Of the 37 economists who took part in a February survey conducted by the National Association for Business Economics, 60 percent said the first U.S. recession in a decade is already over.
The upbeat tone is a sharp contrast from January, when NABE economists said job losses would ensure economic growth will be weak in the near-term. While U.S. employment is still not expected to grow sharply, the economists forecast healthy growth near 3 percent in 2002, and even stronger growth next year.
"America's longest expansion in history has been followed by one of the shortest, shallowest recessions on record," said Harvey Rosenblum, president of the association. A recession is generally defined as two consecutive quarter of economic contraction.
"The resilient economy has weathered a series of shocks remarkably well. It should pick up steam by the second half of this year and maintain 3.5 to 4 percent growth throughout 2003," said Rosenblum, who is also senior vice president and director of research at the Dallas Federal Reserve.
Only a small minority -- two of the 37 panelists -- does not expect to see sustained growth in the second half of 2002.
Consumer spending is expected to remain resilient. The panel revised up prospects for housing and consumption expenditures, and sees spending growth of 3.3 percent by 2003 -- up 50 percent from 2002.
The economists lowered expectations for capital spending -- one of the main strengths behind the U.S. recession -- but they still expect capital expenditure to pick up in 2003. By next year, investment is seen rising at a 6.4 percent rate as the economy recovers from the hangover of the excess spending of past years, the survey showed.
FED SEEN RAISING RATES AS GROWTH PICKS UP
With inflation expected to stay tame, the economists are almost certain the U.S. Federal Reserve will raise interest rates in 2002. But most of the forecasters expect the Fed to take action later in the year, when economic growth picks up.
More than 90 percent of the panelists expect tighter monetary policy this year, but only 15 percent expect rate hikes before the end of the second quarter.
The median estimate for gains in the Consumer Price Index is 1.5 percent in 2002 and 2.3 percent next year.
Steady productivity gains, seen in line with those made in the late 1990s, will damp inflationary pressure, but will also keep Americans out of jobs, the panelists forecast.
The U.S. unemployment rate is expected to climb to 6.0 percent this year and retreat slowly to 5.7 percent in 2003.
ROAD TO RECOVERY SEEN SMOOTH
Most panelists are also optimistic that the road to recovery will be smooth, seeing only a 20 percent chance that the economy will slip back into recession after a brief recovery.
Only 5 percent of the panelists thought the recent spate of bankruptcies constituted a large risk to the economy.
The NABE panel was not overly concerned about the U.S. fiscal picture.
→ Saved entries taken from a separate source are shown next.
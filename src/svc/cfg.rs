//! # Configuration module
//!
//! This module provide utilities and helpers to interact with the configuration

use std::{convert::TryFrom, path::PathBuf};

use config::{builder::DefaultState, Config, ConfigBuilder, ConfigError, Environment, File};
use serde::{Deserialize, Serialize};

// -----------------------------------------------------------------------------
// Constants

pub const DEFAULT_REGION: &str = "us-east-1";
pub const ENVIRONMENT_PREFIX: &str = "DEADLINE_PROVISIONER";

// -----------------------------------------------------------------------------
// Api structure

/// connection settings of the deadline cloud api. The engine never reads
/// them, the host builds its `Client` from this section and hands it to the
/// engine through `Context`.
#[derive(Serialize, Deserialize, PartialEq, Eq, Clone, Debug)]
pub struct Api {
    #[serde(rename = "endpoint", default, skip_serializing_if = "Option::is_none")]
    pub endpoint: Option<String>,
    #[serde(rename = "region")]
    pub region: String,
    #[serde(rename = "profile", default, skip_serializing_if = "Option::is_none")]
    pub profile: Option<String>,
}

impl Default for Api {
    fn default() -> Self {
        Self {
            endpoint: None,
            region: DEFAULT_REGION.to_string(),
            profile: None,
        }
    }
}

// -----------------------------------------------------------------------------
// Reconciler structure

#[derive(Serialize, Deserialize, PartialEq, Eq, Clone, Debug, Default)]
pub struct Reconciler {
    /// compute reconciliation outcomes without any mutating remote call
    #[serde(rename = "dry_run", default)]
    pub dry_run: bool,
}

// -----------------------------------------------------------------------------
// ConfigurationError enum

#[derive(thiserror::Error, Debug)]
pub enum ConfigurationError {
    #[error("failed to load file '{0:?}', {1}")]
    File(PathBuf, ConfigError),
    #[error("failed to load configuration, {0}")]
    Cast(ConfigError),
    #[error("failed to set default for key '{0}', {1}")]
    Default(String, ConfigError),
    #[error("failed to build configuration, {0}")]
    Build(ConfigError),
}

// -----------------------------------------------------------------------------
// Configuration structures

#[derive(Serialize, Deserialize, PartialEq, Eq, Clone, Debug, Default)]
pub struct Configuration {
    #[serde(rename = "api", default)]
    pub api: Api,
    #[serde(rename = "reconciler", default)]
    pub reconciler: Reconciler,
}

/// returns a builder holding the defaults and the environment source, files
/// are added on top of it by the caller
fn builder() -> Result<ConfigBuilder<DefaultState>, ConfigurationError> {
    Config::builder()
        .set_default("api.region", DEFAULT_REGION)
        .map_err(|err| ConfigurationError::Default("api.region".into(), err))?
        .set_default("reconciler.dry_run", false)
        .map_err(|err| ConfigurationError::Default("reconciler.dry_run".into(), err))
        .map(|builder| {
            builder.add_source(
                Environment::with_prefix(ENVIRONMENT_PREFIX)
                    .prefix_separator("_")
                    .separator("__")
                    .try_parsing(true),
            )
        })
}

fn build(builder: ConfigBuilder<DefaultState>) -> Result<Configuration, ConfigurationError> {
    builder
        .build()
        .map_err(ConfigurationError::Build)?
        .try_deserialize()
        .map_err(ConfigurationError::Cast)
}

impl TryFrom<PathBuf> for Configuration {
    type Error = ConfigurationError;

    fn try_from(path: PathBuf) -> Result<Self, Self::Error> {
        if !path.exists() {
            return Err(ConfigurationError::File(
                path.to_owned(),
                ConfigError::NotFound(path.display().to_string()),
            ));
        }

        build(builder()?.add_source(File::from(path).required(true)))
    }
}

impl Configuration {
    pub fn try_default() -> Result<Self, ConfigurationError> {
        let mut paths = vec![
            PathBuf::from(format!("/usr/share/{}/config", env!("CARGO_PKG_NAME"))),
            PathBuf::from(format!("/etc/{}/config", env!("CARGO_PKG_NAME"))),
        ];

        if let Ok(home) = std::env::var("HOME") {
            paths.push(PathBuf::from(format!(
                "{}/.config/{}/config",
                home,
                env!("CARGO_PKG_NAME")
            )));
        }

        paths.push(PathBuf::from("config"));

        let builder = paths.into_iter().fold(builder()?, |builder, path| {
            builder.add_source(File::from(path).required(false))
        });

        build(builder)
    }
}

#[cfg(test)]
mod tests {
    use std::io::Write;

    use super::*;

    #[test]
    fn default_configuration() {
        let config = Configuration::default();

        assert_eq!(DEFAULT_REGION, config.api.region);
        assert_eq!(None, config.api.endpoint);
        assert!(!config.reconciler.dry_run);
    }

    #[test]
    fn load_from_file() {
        let mut file = tempfile::Builder::new()
            .suffix(".toml")
            .tempfile()
            .expect("temporary file to be created");

        file.write_all(b"[api]\nregion = \"eu-west-1\"\nprofile = \"render\"\n\n[reconciler]\ndry_run = true\n")
            .expect("file to be written");

        let config = Configuration::try_from(file.path().to_path_buf())
            .expect("configuration to be loaded");

        assert_eq!("eu-west-1", config.api.region);
        assert_eq!(Some("render".to_string()), config.api.profile);
        assert!(config.reconciler.dry_run);
    }

    #[test]
    fn missing_file_is_an_error() {
        let result = Configuration::try_from(PathBuf::from("/nonexistent/deadline-provisioner.toml"));

        assert!(matches!(result, Err(ConfigurationError::File(_, _))));
    }
}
While the government has projected deficits for the next few years, panelists see spending growth easing back to 2.5 percent after an unusually high 4.5 percent expected this year. The expected pickup in economic growth will also help keep deficits in check, the panelists said. They expect a deficit of $35 billion in fiscal year 2002 and $40 billion in the next fiscal year.
More worrisome to the panelists was the sluggish Japanese economy, which has suffered a decade of dead-slow growth. After one of the most synchronized and global downturns the world has experienced, 85 percent of the panel said Japan -- the world's second-largest economy -- topped their list of risks to U.S. economic health.
The NABE survey follows a slew of better-than-expected U.S. economic data that has underpinned optimism that the U.S. economy is on the verge of a strong recovery.
On Thursday, the Conference Board, a private research firm, said its index of leading economic indicators rose for the fourth consecutive month, indicating the rebound could be much stronger than had been expected. The 0.6 percent rise in the index in January came on the heels of a 1.3 percent increase in December -- the largest gain in almost six years.